Location
- 821 E. 103rd St Chicago, Illinois 60628 United States

Information
- School type: Public Secondary Charter
- Opened: 2013
- Principal: Christopher Goins
- Grades: 9-12
- Gender: Coed
- Enrollment: 630 (2018-2019)
- Campus type: Urban
- Colors: Orange and Gray
- Website: https://nobleschools.org/butler/

= Butler College Preparatory High School =

Butler College Prep (formerly known as Pullman College Prep) is a public four-year charter high school located in the Pullman neighborhood of Chicago, Illinois, USA. It is a part of the Noble Network of Charter Schools. It shares its campus with Corliss High School.' It is named after John and Alice Butler, who provided the funding necessary to open the school. It is a part of the Noble Network of Charter Schools. Butler College Prep is a Level 1 school, based on CPS school quality rankings. Butler College Prep opened in 2013.

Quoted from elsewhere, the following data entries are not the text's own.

//! Canonical byte layout for everything that is hashed, signed, or sent on
//! the wire. Big-endian fixed-width integers, `u32`-length-prefixed byte
//! strings, maps in sorted-key order.
//!
//! Determinism here is consensus-critical: `txid` stability and cross-node
//! state-root agreement both reduce to byte-for-byte identical encodings.
//! No other module may hand-roll a byte layout; new fields append to the
//! existing layout together with a version bump.

use crate::error::ChainError;

// ── Encoder ──────────────────────────────────────────────────────────────────

/// Append-only canonical byte writer.
#[derive(Default)]
pub struct Encoder {
    buf: Vec<u8>,
}

impl Encoder {
    pub fn new() -> Self {
        Self::default()
    }

    pub fn with_capacity(cap: usize) -> Self {
        Self {
            buf: Vec::with_capacity(cap),
        }
    }

    pub fn put_u8(&mut self, v: u8) {
        self.buf.push(v);
    }

    pub fn put_u32(&mut self, v: u32) {
        self.buf.extend_from_slice(&v.to_be_bytes());
    }

    pub fn put_u64(&mut self, v: u64) {
        self.buf.extend_from_slice(&v.to_be_bytes());
    }

    pub fn put_i64(&mut self, v: i64) {
        self.buf.extend_from_slice(&v.to_be_bytes());
    }

    /// Length-prefixed byte string.
    pub fn put_bytes(&mut self, v: &[u8]) {
        self.put_u32(v.len() as u32);
        self.buf.extend_from_slice(v);
    }

    /// Length-prefixed UTF-8 string.
    pub fn put_str(&mut self, v: &str) {
        self.put_bytes(v.as_bytes());
    }

    /// Presence flag followed by the value when present.
    pub fn put_opt_str(&mut self, v: Option<&str>) {
        match v {
            Some(s) => {
                self.put_u8(1);
                self.put_str(s);
            }
            None => self.put_u8(0),
        }
    }

    /// Raw bytes without a length prefix. Only for fixed-width fields whose
    /// length is part of the layout (txids, nonces).
    pub fn put_raw(&mut self, v: &[u8]) {
        self.buf.extend_from_slice(v);
    }

    pub fn len(&self) -> usize {
        self.buf.len()
    }

    pub fn is_empty(&self) -> bool {
        self.buf.is_empty()
    }

    pub fn into_bytes(self) -> Vec<u8> {
        self.buf
    }
}

// ── Decoder ──────────────────────────────────────────────────────────────────

/// Cursor over a canonical byte string. Every read is bounds-checked and a
/// short buffer surfaces as [`ChainError::Codec`].
pub struct Decoder<'a> {
    buf: &'a [u8],
    pos: usize,
}

impl<'a> Decoder<'a> {
    pub fn new(buf: &'a [u8]) -> Self {
        Self { buf, pos: 0 }
    }

    fn take(&mut self, n: usize) -> Result<&'a [u8], ChainError> {
        let end = self
            .pos
            .checked_add(n)
            .filter(|&end| end <= self.buf.len())
            .ok_or_else(|| {
                ChainError::Codec(format!(
                    "short buffer: need {n} bytes at offset {}, have {}",
                    self.pos,
                    self.buf.len() - self.pos
                ))
            })?;
        let slice = &self.buf[self.pos..end];
        self.pos = end;
        Ok(slice)
    }

    pub fn u8(&mut self) -> Result<u8, ChainError> {
        Ok(self.take(1)?[0])
    }

    pub fn u32(&mut self) -> Result<u32, ChainError> {
        let b = self.take(4)?;
        Ok(u32::from_be_bytes(b.try_into().expect("4-byte slice")))
    }

    pub fn u64(&mut self) -> Result<u64, ChainError> {
        let b = self.take(8)?;
        Ok(u64::from_be_bytes(b.try_into().expect("8-byte slice")))
    }

    pub fn i64(&mut self) -> Result<i64, ChainError> {
        let b = self.take(8)?;
        Ok(i64::from_be_bytes(b.try_into().expect("8-byte slice")))
    }

    pub fn bytes(&mut self) -> Result<Vec<u8>, ChainError> {
        let len = self.u32()? as usize;
        Ok(self.take(len)?.to_vec())
    }

    pub fn str(&mut self) -> Result<String, ChainError> {
        let raw = self.bytes()?;
        String::from_utf8(raw).map_err(|e| ChainError::Codec(format!("utf-8: {e}")))
    }

    pub fn opt_str(&mut self) -> Result<Option<String>, ChainError> {
        match self.u8()? {
            0 => Ok(None),
            1 => Ok(Some(self.str()?)),
            other => Err(ChainError::Codec(format!("presence flag {other}"))),
        }
    }

    /// Fixed-width raw field.
    pub fn raw(&mut self, n: usize) -> Result<&'a [u8], ChainError> {
        self.take(n)
    }

    pub fn remaining(&self) -> usize {
        self.buf.len() - self.pos
    }

    /// Trailing garbage after a complete decode is a codec violation.
    pub fn finish(self) -> Result<(), ChainError> {
        if self.remaining() == 0 {
            Ok(())
        } else {
            Err(ChainError::Codec(format!(
                "{} trailing bytes after decode",
                self.remaining()
            )))
        }
    }
}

== Awards, Accolades, and Recognition ==
In 2016, Butler College Prep was recognized by Chicago Magazine as the best charter high school in Chicago. The previous year, In 2015, the Illinois Network of Charter Schools recognized Butler College Prep as the state’s highest-performing charter school (in terms of test growth) with a predominantly black student body. Butler College Prep has also been recognized by Ebony Magazine for its commitment to diversity in its teaching staff. In 2016, Fusion Media Group spotlighted a teacher and a student with cerebral palsy from Butler College Prep.